KORONADAL CITY, South Cotabato, Apr. 6 (PIA) -- Health officials here are confident that the World Health Organization and the Department of Health will declare South Cotabato as malaria-free province.
"We are positive we will achieve our goal," said Jose Barroquillo, mosquito-borne diseases focal person of the Integrated Provincial Health Office said, referring to the upcoming assessment by the WHO and DOH on the nomination of South Cotabato as a “malaria-free province.”
From 2010 until 2015, South Cotabato has maintained zero "indigenous" cases of the viral disease transmitted by a mosquito, particularly of the genus Anopheles, he elaborated.
"Although in 2015 and early this year, South Cotabato recorded four cases of malaria, these cases were 'imported,' meaning, the patients acquired malaria from other places and were diagnosed to have been infected when they returned to the province. These won't affect our bid to be declared malaria-free,” he continued.
Two of the latest cases were infected while they employed abroad. One got the disease while working in Maguindanao province and the other one -- a member of the Armed Forces of Philippines – acquired malaria while he was deployed in Sultan Kudarat province.

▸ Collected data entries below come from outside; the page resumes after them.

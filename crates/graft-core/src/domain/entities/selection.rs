//! Per-invocation choices: what to scaffold, and the metadata to stamp on it.

use std::fmt;

use serde::{Deserialize, Serialize};

use super::catalog::{TemplateEntry, UiEntry};

/// Branch pulled when the caller does not ask for a specific one.
pub const DEFAULT_BRANCH: &str = "main";

/// Version offered when the user does not enter one.
pub const DEFAULT_VERSION: &str = "1.0.0";

/// The resolved framework / template / UI combination for one scaffold.
///
/// Only the `SelectionWizard` builds these, after validating every field
/// against the catalog.
#[derive(Debug, Clone, PartialEq, Eq)]
pub struct Selection {
    pub project_name: String,
    pub framework: String,
    pub template: TemplateEntry,
    pub ui: UiEntry,
    pub branch: Option<String>,
}

impl Selection {
    /// Directory inside the remote repository to materialise.
    ///
    /// Templates are published once per UI set as `<template>-<ui>`.
    pub fn template_subpath(&self) -> String {
        format!("{}-{}", self.template.name, self.ui.name)
    }

    /// Branch to pull.
    pub fn branch(&self) -> &str {
        self.branch.as_deref().unwrap_or(DEFAULT_BRANCH)
    }
}

impl fmt::Display for Selection {
    fn fmt(&self, f: &mut fmt::Formatter<'_>) -> fmt::Result {
        write!(
            f,
            "{} / {} / {} @ {}",
            self.framework,
            self.template.name,
            self.ui.name,
            self.branch()
        )
    }
}

/// User-entered descriptor fields. Always overrides the template's values.
#[derive(Debug, Clone, PartialEq, Eq, Serialize, Deserialize)]
pub struct ProjectMetadata {
    pub name: String,
    pub author: String,
    pub version: String,
    pub description: String,
}

impl ProjectMetadata {
    /// Blank metadata used when the user could not be asked.
    pub fn fallback(name: impl Into<String>) -> Self {
        Self {
            name: name.into(),
            author: String::new(),
            version: DEFAULT_VERSION.to_string(),
            description: String::new(),
        }
    }

    /// Field name / value pairs in the order they are written.
    pub fn fields(&self) -> [(&'static str, &str); 4] {
        [
            ("name", &self.name),
            ("author", &self.author),
            ("version", &self.version),
            ("description", &self.description),
        ]
    }
}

Barroquillo said representatives of the WHO and DOH are coming to South Cotabato around the last week of April to assess the provincial government's claims and accomplishments and determine if laboratories and other facilities are in place and functional. This is the last hurdle the provincial government needs to surpass to attain the title, he added.

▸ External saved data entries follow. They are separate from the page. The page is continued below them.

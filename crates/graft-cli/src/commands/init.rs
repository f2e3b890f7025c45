//! `graft init`: scaffold a new project from the template repository.

use std::path::{Path, PathBuf};

use tracing::{info, instrument};

use graft_adapters::{GitCli, LocalFilesystem, load_catalog};
use graft_core::application::{
    ScaffoldOutcome, ScaffoldReport, ScaffoldRequest, ScaffoldService,
};

use crate::{
    cli::{GlobalArgs, InitArgs},
    config::AppConfig,
    error::{CliError, CliResult, IntoCli},
    output::OutputManager,
    progress::SpinnerReporter,
    prompt::terminal_prompter,
};

/// Run the scaffold pipeline with the real adapters.
#[instrument(skip_all, fields(name = %args.name))]
pub fn execute(
    args: InitArgs,
    global: GlobalArgs,
    config: AppConfig,
    output: OutputManager,
) -> CliResult<()> {
    let base_dir = match args.dir.clone() {
        Some(dir) => dir,
        None => std::env::current_dir()
            .with_cli_context(|| "Failed to read the current directory")?,
    };

    let catalog = load_catalog(config.catalog_path(), config.catalog.remote_url.as_deref())?;
    let request = build_request(args, base_dir);

    let service = ScaffoldService::new(
        catalog,
        Box::new(LocalFilesystem::new()),
        Box::new(GitCli::with_binary(config.vcs.binary.as_str())),
        terminal_prompter(),
        Box::new(SpinnerReporter::new(global.quiet)),
    );

    match service.scaffold(&request)? {
        ScaffoldOutcome::Created(report) => {
            print_report(&report, &output)?;
            Ok(())
        }
        ScaffoldOutcome::Cancelled { target_dir } => {
            info!(target = %target_dir.display(), "Existing directory kept");
            Err(CliError::Cancelled)
        }
    }
}

fn build_request(args: InitArgs, base_dir: PathBuf) -> ScaffoldRequest {
    let mut request = ScaffoldRequest::new(args.name, base_dir);
    if let Some(framework) = args.framework {
        request = request.with_framework(framework);
    }
    if let Some(template) = args.template {
        request = request.with_template(template);
    }
    if let Some(branch) = args.branch {
        request = request.with_branch(branch);
    }
    request
}

fn print_report(report: &ScaffoldReport, output: &OutputManager) -> CliResult<()> {
    let selection = &report.selection;

    output.success(&format!(
        "Project created at {}",
        report.project_dir.display()
    ))?;
    output.field("framework", &selection.framework)?;
    output.field("template", &selection.template.name)?;
    output.field("ui", &selection.ui.name)?;
    output.field("branch", selection.branch())?;

    output.print("")?;
    output.header("Next steps:")?;
    let cwd = std::env::current_dir().ok();
    output.print(&format!(
        "  cd {}",
        cd_target(&report.project_dir, cwd.as_deref())
    ))?;
    output.print("  npm install")?;
    output.print("  npm run dev")?;

    Ok(())
}

/// `project_dir` as the user would type it from `cwd`: relative when it sits
/// below `cwd`, otherwise as given.
fn cd_target(project_dir: &Path, cwd: Option<&Path>) -> String {
    cwd.and_then(|cwd| project_dir.strip_prefix(cwd).ok())
        .filter(|rel| !rel.as_os_str().is_empty())
        .unwrap_or(project_dir)
        .display()
        .to_string()
}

He recounted that South Cotabato's intensified campaign to control malaria began in 2004. Strategies include early detection and treatment of malaria cases, distribution of insecticide treated mosquito nets, residual spraying in areas where Anopheles mosquitoes are found, regular inter-border operation in villages along the boundaries with Sarangani and Sultan Kudarat provinces.
"Sultan Kudarat had a malaria outbreak in 2015 and reported over 200 cases. We were able to prevent entry of the disease through intensified monitoring and massive information campaign in villages at the boundary," he said
Barroquillo attributed the success of its anti-malaria campaign to its partnership health workers, communities, local government units, the Department of Health and nongovernment organizations such as the Pilipinas Shell Foundation Inc., Mahintana Foundation Inc. Save the Children and many others.
From 2010 until 2015, Pilipinas Shell Foundation donated over 218,000 chemically treated mosquito nets, which were distributed to residents of barangays with presence of the vector mosquitoes, he noted.
"South Cotabato's efforts are in accordance with the goal of the Department of Health for the country to be malaria-free by 2020," Barroquillo said.
According to the World Health Organization, there were an estimated 214 million new cases of malaria and an estimated 438,000 deaths due to malaria worldwide in 2015. Some 88 percent of the new cases and 90 percent of the deaths were accounted from the African Region. (DEDoguiles-PIA 12)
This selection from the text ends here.